- The task: Filter these entries down to the lines that hold the word "FromStr", and show each of them.

(Saved entries)
---------------
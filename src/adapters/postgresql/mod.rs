//! PostgreSQL store backend
//!
//! Implements the job, mapping and stats stores on a single database. Used
//! when `store_backend = "postgresql"`; required for production.

pub mod adapter;
pub mod client;
pub mod models;

pub use adapter::PostgreSQLAdapter;
pub use client::PostgreSQLClient;
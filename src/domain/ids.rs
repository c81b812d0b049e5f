//! Domain identifier types with validation
//!
//! Newtype wrappers for pipeline identifiers. Each type rejects empty values
//! and keeps the different id kinds from being mixed up.

use serde::{Deserialize, Serialize};
use std::fmt;
use std::str::FromStr;

/// Message identifier newtype wrapper
///
/// The idempotency key of a job. Either supplied by the caller or generated
/// on first submission.
///
/// # Examples
///
/// ```
/// use medbridge::domain::ids::MessageId;
/// use std::str::FromStr;
///
/// let id = MessageId::from_str("msg-0001").unwrap();
/// assert_eq!(id.as_str(), "msg-0001");
/// ```
#[derive(Debug, Clone, PartialEq, Eq, Hash, PartialOrd, Ord, Serialize, Deserialize)]
#[serde(try_from = "String", into = "String")]
pub struct MessageId(String);

impl MessageId {
    /// Creates a new MessageId from a string
    ///
    /// # Returns
    ///
    /// Returns `Ok(MessageId)` if the ID is valid, `Err` otherwise
    pub fn new(id: impl Into<String>) -> Result<Self, String> {
        let id = id.into();
        if id.trim().is_empty() {
            return Err("Message ID cannot be empty".to_string());
        }
        if id.len() > 255 {
            return Err(format!(
                "Message ID must be at most 255 characters, got {}",
                id.len()
            ));
        }
        Ok(Self(id))
    }

    /// Generates a fresh random message ID
    pub fn generate() -> Self {
        Self(uuid::Uuid::new_v4().to_string())
    }

    /// Returns the message ID as a string slice
    pub fn as_str(&self) -> &str {
        &self.0
    }

    /// Consumes self and returns the inner String
    pub fn into_inner(self) -> String {
        self.0
    }
}

/// Client identifier newtype wrapper
///
/// Identifies the submitting system. Used for alert routing and per-client
/// daily counters.
#[derive(Debug, Clone, PartialEq, Eq, Hash, PartialOrd, Ord, Serialize, Deserialize)]
#[serde(try_from = "String", into = "String")]
pub struct ClientId(String);

impl ClientId {
    /// Creates a new ClientId from a string
    pub fn new(id: impl Into<String>) -> Result<Self, String> {
        let id = id.into();
        if id.trim().is_empty() {
            return Err("Client ID cannot be empty".to_string());
        }
        Ok(Self(id))
    }

    /// Returns the client ID as a string slice
    pub fn as_str(&self) -> &str {
        &self.0
    }

    /// Consumes self and returns the inner String
    pub fn into_inner(self) -> String {
        self.0
    }
}

/// Mapping identifier newtype wrapper
///
/// Names a stored `MappingConfig`.
#[derive(Debug, Clone, PartialEq, Eq, Hash, PartialOrd, Ord, Serialize, Deserialize)]
#[serde(try_from = "String", into = "String")]
pub struct MappingId(String);

impl MappingId {
    /// Creates a new MappingId from a string
    pub fn new(id: impl Into<String>) -> Result<Self, String> {
        let id = id.into();
        if id.trim().is_empty() {
            return Err("Mapping ID cannot be empty".to_string());
        }
        Ok(Self(id))
    }

    /// Creates a MappingId from a compile-time constant
    pub(crate) fn from_static(id: &'static str) -> Self {
        Self(id.to_string())
    }

    /// Returns the mapping ID as a string slice
    pub fn as_str(&self) -> &str {
        &self.0
    }

    /// Consumes self and returns the inner String
    pub fn into_inner(self) -> String {
        self.0
    }
}

macro_rules! impl_id_traits {
    ($($ty:ident),+) => {
        $(
            impl fmt::Display for $ty {
                fn fmt(&self, f: &mut fmt::Formatter<'_>) -> fmt::Result {
                    write!(f, "{}", self.0)
                }
            }

            impl FromStr for $ty {
                type Err = String;

                fn from_str(s: &str) -> Result<Self, Self::Err> {
                    Self::new(s)
                }
            }

            impl TryFrom<String> for $ty {
                type Error = String;

                fn try_from(value: String) -> Result<Self, Self::Error> {
                    Self::new(value)
                }
            }

            impl From<$ty> for String {
                fn from(id: $ty) -> Self {
                    id.0
                }
            }

            impl AsRef<str> for $ty {
                fn as_ref(&self) -> &str {
                    &self.0
                }
            }
        )+
    };
}

impl_id_traits!(MessageId, ClientId, MappingId);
---------------
- Answer section:
use std::str::FromStr;
/// use std::str::FromStr;
            impl FromStr for $ty {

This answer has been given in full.